Assignment.
Using the listing below, return each line exactly as it reads.

• • • • •

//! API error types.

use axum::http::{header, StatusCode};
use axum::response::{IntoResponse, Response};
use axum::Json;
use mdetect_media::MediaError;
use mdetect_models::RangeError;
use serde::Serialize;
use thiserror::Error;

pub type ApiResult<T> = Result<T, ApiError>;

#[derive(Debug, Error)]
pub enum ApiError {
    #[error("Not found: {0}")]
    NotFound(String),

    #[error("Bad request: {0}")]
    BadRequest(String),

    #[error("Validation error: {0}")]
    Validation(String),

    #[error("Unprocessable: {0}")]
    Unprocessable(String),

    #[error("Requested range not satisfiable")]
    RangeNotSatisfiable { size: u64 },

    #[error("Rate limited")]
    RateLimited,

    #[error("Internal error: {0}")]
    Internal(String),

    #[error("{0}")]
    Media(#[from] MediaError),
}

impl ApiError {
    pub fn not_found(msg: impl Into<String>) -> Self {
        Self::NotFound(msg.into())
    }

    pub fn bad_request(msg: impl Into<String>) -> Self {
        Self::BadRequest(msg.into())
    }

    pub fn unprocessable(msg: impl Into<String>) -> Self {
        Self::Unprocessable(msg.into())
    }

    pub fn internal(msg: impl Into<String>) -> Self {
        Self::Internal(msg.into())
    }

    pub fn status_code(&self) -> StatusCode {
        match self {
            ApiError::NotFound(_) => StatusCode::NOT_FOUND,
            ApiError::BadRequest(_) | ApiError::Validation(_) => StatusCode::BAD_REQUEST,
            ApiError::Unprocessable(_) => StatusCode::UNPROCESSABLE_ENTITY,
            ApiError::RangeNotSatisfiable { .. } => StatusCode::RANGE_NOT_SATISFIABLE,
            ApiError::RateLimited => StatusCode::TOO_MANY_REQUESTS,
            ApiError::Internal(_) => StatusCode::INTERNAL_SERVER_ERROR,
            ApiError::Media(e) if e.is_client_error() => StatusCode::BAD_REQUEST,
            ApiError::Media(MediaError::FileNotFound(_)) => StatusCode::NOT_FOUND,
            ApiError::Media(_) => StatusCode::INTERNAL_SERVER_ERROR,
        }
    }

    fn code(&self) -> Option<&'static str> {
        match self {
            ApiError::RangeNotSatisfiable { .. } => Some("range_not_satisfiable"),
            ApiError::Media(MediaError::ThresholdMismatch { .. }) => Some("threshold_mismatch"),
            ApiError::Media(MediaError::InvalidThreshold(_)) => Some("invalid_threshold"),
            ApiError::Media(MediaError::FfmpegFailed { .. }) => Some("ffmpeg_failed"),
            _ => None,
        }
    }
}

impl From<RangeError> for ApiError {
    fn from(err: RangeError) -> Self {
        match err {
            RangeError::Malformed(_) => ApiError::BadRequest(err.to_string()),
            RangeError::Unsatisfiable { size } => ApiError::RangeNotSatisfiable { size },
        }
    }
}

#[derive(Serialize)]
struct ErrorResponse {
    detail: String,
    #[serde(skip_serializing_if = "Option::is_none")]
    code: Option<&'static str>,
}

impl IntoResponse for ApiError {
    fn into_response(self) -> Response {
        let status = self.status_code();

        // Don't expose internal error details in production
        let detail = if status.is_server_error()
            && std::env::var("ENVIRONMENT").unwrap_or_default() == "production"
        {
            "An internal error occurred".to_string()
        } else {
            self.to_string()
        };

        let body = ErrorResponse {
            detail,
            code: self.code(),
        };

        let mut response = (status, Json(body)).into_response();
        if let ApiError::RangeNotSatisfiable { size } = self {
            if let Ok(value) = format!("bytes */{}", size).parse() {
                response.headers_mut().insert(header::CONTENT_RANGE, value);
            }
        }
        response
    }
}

• • • • •

Exercise solution.
//! API error types.

use axum::http::{header, StatusCode};
use axum::response::{IntoResponse, Response};
use axum::Json;
use mdetect_media::MediaError;
use mdetect_models::RangeError;
use serde::Serialize;
use thiserror::Error;

pub type ApiResult<T> = Result<T, ApiError>;

#[derive(Debug, Error)]
pub enum ApiError {
    #[error("Not found: {0}")]
    NotFound(String),

    #[error("Bad request: {0}")]
    BadRequest(String),

    #[error("Validation error: {0}")]
    Validation(String),

    #[error("Unprocessable: {0}")]
    Unprocessable(String),

    #[error("Requested range not satisfiable")]
    RangeNotSatisfiable { size: u64 },

    #[error("Rate limited")]
    RateLimited,

    #[error("Internal error: {0}")]
    Internal(String),

    #[error("{0}")]
    Media(#[from] MediaError),
}

impl ApiError {
    pub fn not_found(msg: impl Into<String>) -> Self {
        Self::NotFound(msg.into())
    }

    pub fn bad_request(msg: impl Into<String>) -> Self {
        Self::BadRequest(msg.into())
    }

    pub fn unprocessable(msg: impl Into<String>) -> Self {
        Self::Unprocessable(msg.into())
    }

    pub fn internal(msg: impl Into<String>) -> Self {
        Self::Internal(msg.into())
    }

    pub fn status_code(&self) -> StatusCode {
        match self {
            ApiError::NotFound(_) => StatusCode::NOT_FOUND,
            ApiError::BadRequest(_) | ApiError::Validation(_) => StatusCode::BAD_REQUEST,
            ApiError::Unprocessable(_) => StatusCode::UNPROCESSABLE_ENTITY,
            ApiError::RangeNotSatisfiable { .. } => StatusCode::RANGE_NOT_SATISFIABLE,
            ApiError::RateLimited => StatusCode::TOO_MANY_REQUESTS,
            ApiError::Internal(_) => StatusCode::INTERNAL_SERVER_ERROR,
            ApiError::Media(e) if e.is_client_error() => StatusCode::BAD_REQUEST,
            ApiError::Media(MediaError::FileNotFound(_)) => StatusCode::NOT_FOUND,
            ApiError::Media(_) => StatusCode::INTERNAL_SERVER_ERROR,
        }
    }

    fn code(&self) -> Option<&'static str> {
        match self {
            ApiError::RangeNotSatisfiable { .. } => Some("range_not_satisfiable"),
            ApiError::Media(MediaError::ThresholdMismatch { .. }) => Some("threshold_mismatch"),
            ApiError::Media(MediaError::InvalidThreshold(_)) => Some("invalid_threshold"),
            ApiError::Media(MediaError::FfmpegFailed { .. }) => Some("ffmpeg_failed"),
            _ => None,
        }
    }
}

impl From<RangeError> for ApiError {
    fn from(err: RangeError) -> Self {
        match err {
            RangeError::Malformed(_) => ApiError::BadRequest(err.to_string()),
            RangeError::Unsatisfiable { size } => ApiError::RangeNotSatisfiable { size },
        }
    }
}

#[derive(Serialize)]
struct ErrorResponse {
    detail: String,
    #[serde(skip_serializing_if = "Option::is_none")]
    code: Option<&'static str>,
}

impl IntoResponse for ApiError {
    fn into_response(self) -> Response {
        let status = self.status_code();

        // Don't expose internal error details in production
        let detail = if status.is_server_error()
            && std::env::var("ENVIRONMENT").unwrap_or_default() == "production"
        {
            "An internal error occurred".to_string()
        } else {
            self.to_string()
        };

        let body = ErrorResponse {
            detail,
            code: self.code(),
        };

        let mut response = (status, Json(body)).into_response();
        if let ApiError::RangeNotSatisfiable { size } = self {
            if let Ok(value) = format!("bytes */{}", size).parse() {
                response.headers_mut().insert(header::CONTENT_RANGE, value);
            }
        }
        response
    }
}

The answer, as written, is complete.